As financial market actors undertake more climate-friendly investment, they inevitably leave some communities behind. Even recent federal legislation—including the Inflation Reduction Act, which aims to incentivize more “equitable” climate investments across the private sector—struggles to provide clear guidance or benchmarks on these issues. Addressing heightened climate risks and costs, including distributional considerations across different communities, is not always a point of emphasis for private sector leaders (let alone local government leaders). For example, in agriculture, obtaining credit for new, more efficient equipment purchases may be a challenge for socially disadvantaged farmers and ranchers. Likewise, low-income households vulnerable to climate impacts have traditionally struggled to access enough insurance or other financial services.

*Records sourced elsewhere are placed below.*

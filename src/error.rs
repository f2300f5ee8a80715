//! Error taxonomy shared by the relay layer and the provider client.

use std::fmt;

use thiserror::Error;

use crate::relay::result::Diagnostic;

/// Last observed failure of an exhausted transport.
#[derive(Debug, Clone, PartialEq, Eq)]
pub enum LastFailure {
    /// The server answered with a retryable status.
    Status { status: u16, body: String },
    /// The request never produced a response.
    Transport(String),
}

impl fmt::Display for LastFailure {
    fn fmt(&self, f: &mut fmt::Formatter<'_>) -> fmt::Result {
        match self {
            Self::Status { status, body } if body.is_empty() => write!(f, "HTTP {status}"),
            Self::Status { status, body } => write!(f, "HTTP {status}: {body}"),
            Self::Transport(message) => f.write_str(message),
        }
    }
}

#[derive(Debug, Error)]
pub enum ZpError {
    /// Text, files and urls were all empty or unreadable.
    #[error("no usable content: text, files and urls are all empty or unreadable")]
    EmptyPayload,

    #[error("request failed after {attempts} attempt(s): {last}")]
    TransportExhausted { attempts: u32, last: LastFailure },

    #[error("primary request failed ({primary}); fallback request failed ({fallback})")]
    CompositeFallback {
        primary: Box<ZpError>,
        fallback: Box<ZpError>,
    },

    /// Non-retryable HTTP status.
    #[error("API error {status}: {body}")]
    Api { status: u16, body: String },

    /// The response carried none of the expected fields.
    #[error("{0}")]
    Unmatched(Diagnostic),

    #[error("{key_env} is not set in the environment")]
    MissingApiKey { key_env: &'static str },

    #[error("invalid input: {0}")]
    InvalidInput(String),

    #[error("io error on '{path}': {source}")]
    Io {
        path: String,
        #[source]
        source: std::io::Error,
    },

    #[error("failed to decode response: {0}")]
    Decode(#[from] serde_json::Error),
}

impl ZpError {
    pub fn io(path: impl AsRef<std::path::Path>, source: std::io::Error) -> Self {
        Self::Io {
            path: path.as_ref().display().to_string(),
            source,
        }
    }
}

pub type Result<T, E = ZpError> = std::result::Result<T, E>;

#[cfg(test)]
mod tests {
    use super::*;

    #[test]
    fn composite_error_mentions_both_causes() {
        let err = ZpError::CompositeFallback {
            primary: Box::new(ZpError::Api {
                status: 404,
                body: "agent not found".to_string(),
            }),
            fallback: Box::new(ZpError::TransportExhausted {
                attempts: 3,
                last: LastFailure::Status {
                    status: 503,
                    body: String::new(),
                },
            }),
        };

        let message = err.to_string();
        assert!(message.contains("agent not found"));
        assert!(message.contains("after 3 attempt(s): HTTP 503"));
    }
}
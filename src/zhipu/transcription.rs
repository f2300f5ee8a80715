use std::fs;
use std::path::{Path, PathBuf};

use serde::Serialize;

use crate::error::{Result, ZpError};
use crate::relay::batch::{BatchReport, BatchRunner};
use crate::relay::envelope::{OperationKind, RequestEnvelope};
use crate::relay::payload::{ContentPart, MediaSource};
use crate::relay::result::{CanonicalResult, ExpectedShape, Segment};
use crate::relay::transport::HttpTransport;
use crate::zhipu::client::{Endpoint, ZhipuClient, require_one_of, unexpected};

pub const DEFAULT_MODEL: &str = "glm-asr";
pub const MAX_AUDIO_BYTES: u64 = 25 * 1024 * 1024;
pub const AUDIO_EXTENSIONS: &[&str] = &["wav", "mp3"];
pub const RESPONSE_FORMATS: &[&str] = &["json", "text", "srt", "verbose_json", "vtt"];

#[derive(Debug, Clone, PartialEq)]
pub struct TranscriptionRequest {
    pub file: PathBuf,
    pub model: Option<String>,
    pub language: Option<String>,
    pub prompt: Option<String>,
    pub response_format: String,
    pub temperature: f64,
}

impl TranscriptionRequest {
    pub fn new(file: impl Into<PathBuf>) -> Self {
        Self {
            file: file.into(),
            model: None,
            language: None,
            prompt: None,
            response_format: "json".to_string(),
            temperature: 0.0,
        }
    }

    pub fn envelope(&self) -> Result<RequestEnvelope> {
        require_one_of(&self.response_format, RESPONSE_FORMATS, "response format")?;
        let audio = load_audio(&self.file)?;
        RequestEnvelope::builder(OperationKind::Transcription)
            .model(self.model.as_deref().unwrap_or(DEFAULT_MODEL))
            .part(audio)
            .tunable("response_format", self.response_format.as_str())
            .tunable("temperature", self.temperature)
            .tunable_opt("language", self.language.as_deref())
            .tunable_opt("prompt", self.prompt.as_deref())
            .build()
    }
}

/// Checks extension and size, then reads the file as an upload part.
pub fn load_audio(path: &Path) -> Result<ContentPart> {
    let extension = path
        .extension()
        .and_then(|ext| ext.to_str())
        .map(str::to_lowercase)
        .unwrap_or_default();
    if !AUDIO_EXTENSIONS.contains(&extension.as_str()) {
        return Err(ZpError::InvalidInput(format!(
            "unsupported audio file '{}': only .wav and .mp3 are accepted",
            path.display()
        )));
    }

    let size = fs::metadata(path).map_err(|err| ZpError::io(path, err))?.len();
    if size == 0 {
        return Err(ZpError::InvalidInput(format!(
            "audio file '{}' is empty",
            path.display()
        )));
    }
    if size > MAX_AUDIO_BYTES {
        return Err(ZpError::InvalidInput(format!(
            "audio file '{}' is {:.1} MB, the limit is 25 MB",
            path.display(),
            size as f64 / (1024.0 * 1024.0)
        )));
    }

    let bytes = fs::read(path).map_err(|err| ZpError::io(path, err))?;
    let mime = if extension == "wav" { "audio/wav" } else { "audio/mpeg" };
    Ok(ContentPart::File {
        source: MediaSource::Inline(bytes),
        name: path
            .file_name()
            .map(|name| name.to_string_lossy().into_owned())
            .unwrap_or_else(|| format!("audio.{extension}")),
        mime: mime.to_string(),
    })
}

#[derive(Debug, Clone, PartialEq, Serialize)]
pub struct Transcribed {
    pub file: PathBuf,
    pub text: String,
    #[serde(skip_serializing_if = "Vec::is_empty")]
    pub segments: Vec<Segment>,
}

impl<T: HttpTransport> ZhipuClient<T> {
    pub fn transcribe(&self, request: &TranscriptionRequest) -> Result<Transcribed> {
        let envelope = request.envelope()?;
        match self.execute(&envelope, Endpoint::Transcription, ExpectedShape::Transcript)? {
            CanonicalResult::Transcript { text, segments } => Ok(Transcribed {
                file: request.file.clone(),
                text,
                segments,
            }),
            other => Err(unexpected(other, ExpectedShape::Transcript)),
        }
    }

    /// Transcribes every file with the options of `template`.
    pub fn transcribe_batch(
        &self,
        files: &[PathBuf],
        template: &TranscriptionRequest,
        runner: &BatchRunner,
    ) -> BatchReport<PathBuf, Transcribed> {
        runner.execute(files, |_, file| {
            self.transcribe(&TranscriptionRequest {
                file: file.clone(),
                ..template.clone()
            })
        })
    }
}

#[cfg(test)]
mod tests {
    use std::env;
    use std::time::{SystemTime, UNIX_EPOCH};

    use serde_json::json;

    use super::*;
    use crate::relay::transport::RequestBody;
    use crate::relay::transport::testing::{ScriptedTransport, json_reply};
    use crate::zhipu::client::testing::scripted_client;

    fn temp_audio(name: &str, bytes: &[u8]) -> PathBuf {
        let nanos = SystemTime::now()
            .duration_since(UNIX_EPOCH)
            .expect("system time should be after unix epoch")
            .as_nanos();
        let path = env::temp_dir().join(format!("zpipe-{nanos}-{name}"));
        fs::write(&path, bytes).expect("temp audio should be written");
        path
    }

    #[test]
    fn unsupported_extensions_are_rejected() {
        let path = temp_audio("clip.ogg", b"OggS");
        let err = load_audio(&path).expect_err("ogg should be rejected");
        assert!(err.to_string().contains(".wav and .mp3"));
        let _ = fs::remove_file(path);
    }

    #[test]
    fn missing_file_is_an_io_error() {
        let err = load_audio(Path::new("/definitely/missing.wav")).expect_err("missing file");
        assert!(matches!(err, ZpError::Io { .. }));
    }

    #[test]
    fn upload_is_multipart_with_options() {
        let path = temp_audio("clip.wav", b"RIFF0000WAVE");
        let request = TranscriptionRequest {
            language: Some("zh".to_string()),
            ..TranscriptionRequest::new(&path)
        };
        let envelope = request.envelope().expect("envelope should build");
        let RequestBody::Multipart { fields, file } = envelope.body() else {
            panic!("transcription body should be multipart");
        };
        assert!(fields.contains(&("model".to_string(), DEFAULT_MODEL.to_string())));
        assert!(fields.contains(&("language".to_string(), "zh".to_string())));
        assert_eq!(file.mime, "audio/wav");
        assert_eq!(file.bytes, b"RIFF0000WAVE");
        let _ = fs::remove_file(path);
    }

    #[test]
    fn batch_isolates_bad_files() {
        let good = temp_audio("good.mp3", b"ID3");
        let client = scripted_client(ScriptedTransport::new().route(
            "/audio/transcriptions",
            vec![json_reply(200, json!({ "text": "你好" }))],
        ));
        let files = vec![PathBuf::from("/definitely/missing.mp3"), good.clone()];
        let report = client.transcribe_batch(
            &files,
            &TranscriptionRequest::new(""),
            &BatchRunner::default(),
        );

        assert_eq!((report.total, report.successful, report.failed), (2, 1, 1));
        assert_eq!(report.results[1].result().map(|t| t.text.as_str()), Some("你好"));
        let _ = fs::remove_file(good);
    }
}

Unlocking the power of financial markets will require identifying—and reckoning with—the market failures that limit more scalable and equitable climate investments. These include procedural hurdles that financial institutions and other private actors face to get enough capital to the people and places with the greatest climate need. A few outstanding questions include:

  • How do financing pain points vary across implicated industries and asset classes? We know there is a need to invest more in a variety of improvements across energy systems, transportation networks, buildings, and industrial facilities, but we need to better recognize the different market-supported levers (e.g., policies, programs, and processes) that could be facilitating or limiting such investment.
  • How can financial markets better define, price, and address issues around climate equity? By design, markets channel private investment toward certain types of projects in certain types of places that ultimately serve certain types of people—with a clear revenue stream or profit motive in mind. In response, private actors and public regulators need to explore where current accepted practices overly advantage some people and places over others.
  • How can financial regulators promote scale and social equity? Financial regulators and policymakers—including those in the Treasury Department, Securities and Exchange Commission, and elsewhere—create laws and policy guidelines to manage climate-related investments, and consequently have a key role to play in facilitating market activity. Better understanding how existing (or new) regulations and guidelines can ensure more equitable private-led climate investment in the places of greatest need is a must.

We are confident that America is on the precipice of a grand reconstruction—one that helps build communities that can withstand more extreme weather and minimizes our harmful emissions. Yet we won’t accomplish those goals primarily through global handshakes, as helpful as those are. We need to increasingly look toward financial markets to help facilitate the flow of money at a scale that can deliver a cleaner, more resilient economy.